Secular dynamics of binaries in stellar clusters -- III. Doubly-averaged dynamics in the presence of general relativistic precession

TL;DR

This paper investigates how general relativistic precession influences the long-term evolution of binary star systems in axisymmetric potentials, revealing new dynamical behaviors relevant for understanding gravitational wave sources.

Contribution

It extends previous models by incorporating detailed effects of GR precession into doubly-averaged tidal evolution in arbitrary axisymmetric potentials, uncovering new phase space structures.

Findings

GR precession significantly alters binary orbital evolution.

New phase space morphologies are identified.

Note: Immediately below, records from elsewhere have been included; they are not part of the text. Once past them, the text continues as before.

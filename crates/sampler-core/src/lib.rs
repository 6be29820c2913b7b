//! Core types for event-sampler.
//!
//! This crate provides the types shared by the generator and its callers:
//!
//! - [`SemanticType`] and [`Requirement`] - attribute metadata
//! - [`FieldSpec`] and [`RecordDefinition`] - class and object definitions
//! - [`SchemaStore`] - lookup interface onto a definition store
//! - [`Schema`] - in-memory store loaded from YAML or JSON
//! - [`GeneratedValue`] and [`GeneratedRecord`] - generation output
//!
//! # Architecture
//!
//! ```text
//! sampler-core (this crate)
//!    │
//!    └─── sampler-generator  (corpora, synthesizer, record generator)
//!            │
//!            └─── event-sampler  (CLI)
//! ```
//!
//! # Example
//!
//! ```rust
//! use sampler_core::{Schema, SchemaStore};
//!
//! let schema = Schema::from_yaml(r#"
//! classes:
//!   - name: base_event
//!     uid: 0
//!     attributes:
//!       - name: message
//!         type: string
//!         requirement: required
//! "#).unwrap();
//!
//! let class = schema.class("base_event").unwrap();
//! assert_eq!(class.required_attributes().count(), 1);
//! ```

pub mod schema;
pub mod types;
pub mod values;

// Re-exports for convenience
pub use schema::{
    ClassDefinition, FieldSpec, ObjectDefinition, RecordDefinition, Schema, SchemaError,
    SchemaStore,
};
pub use types::{Requirement, SemanticType};
pub use values::{GeneratedRecord, GeneratedValue};
//! Identifier helpers exposed by the generator crate.

use rand::rngs::StdRng;
use rand::SeedableRng;
use sampler_generator::{composite_event_id, unique_id};
use std::collections::HashSet;

#[test]
fn test_composite_event_id_examples() {
    assert_eq!(composite_event_id(1001, 5), 1_001_005);
    assert_eq!(composite_event_id(4001, 2), 4_001_002);
    assert_eq!(composite_event_id(1007, 0), 1_007_000);
    // Only the low 16 bits of the outcome contribute
    assert_eq!(composite_event_id(2, 65_537), 2001);
}

#[test]
fn test_unique_ids_do_not_repeat() {
    let mut rng = StdRng::seed_from_u64(super::SEED);
    let ids: HashSet<String> = (0..1000).map(|_| unique_id(&mut rng)).collect();
    assert_eq!(ids.len(), 1000);
}

#[test]
fn test_unique_ids_sort_by_creation_time() {
    let mut rng = StdRng::seed_from_u64(super::SEED);
    let earlier = unique_id(&mut rng);
    std::thread::sleep(std::time::Duration::from_millis(2));
    let later = unique_id(&mut rng);
    assert!(earlier < later, "{earlier} >= {later}");
}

Implications for high-eccentricity compact object mergers.

Abstract

Secular evolution of binaries driven by an external (tidal) potential is a classic astrophysical problem. Tidal perturbations can arise due to an external point mass, as in the Lidov-Kozai (LK) theory of hierarchical triples, or due to an extended stellar system (e.g. galaxy or globular cluster) in which the binary resides. For many applications, general-relativistic (GR) apsidal precession is important, and has been accounted for in some LK calculations. Here we generalise and extend these studies by exploring in detail the effect of GR precession on (quadrupole-level) tidal evolution of binaries orbiting in arbitrary axisymmetric potentials (which includes LK theory as a special case). We study the (doubly-averaged) orbital dynamics for arbitrary strengths of GR and binary initial conditions and uncover entirely new phase space morphologies with important implications for the binary orbital evolution. We also explore how GR precession affects secular evolution of binary orbital elements when the binary reaches high eccentricity ($e\to 1$) and delineate several different dynamical regimes. Our results are applicable to a variety of astrophysical systems. In particular, they can be used to understand the high-eccentricity behaviour of (cluster) tide-driven compact object mergers -- i.e. LIGO/Virgo gravitational wave sources -- for which GR effects are crucial.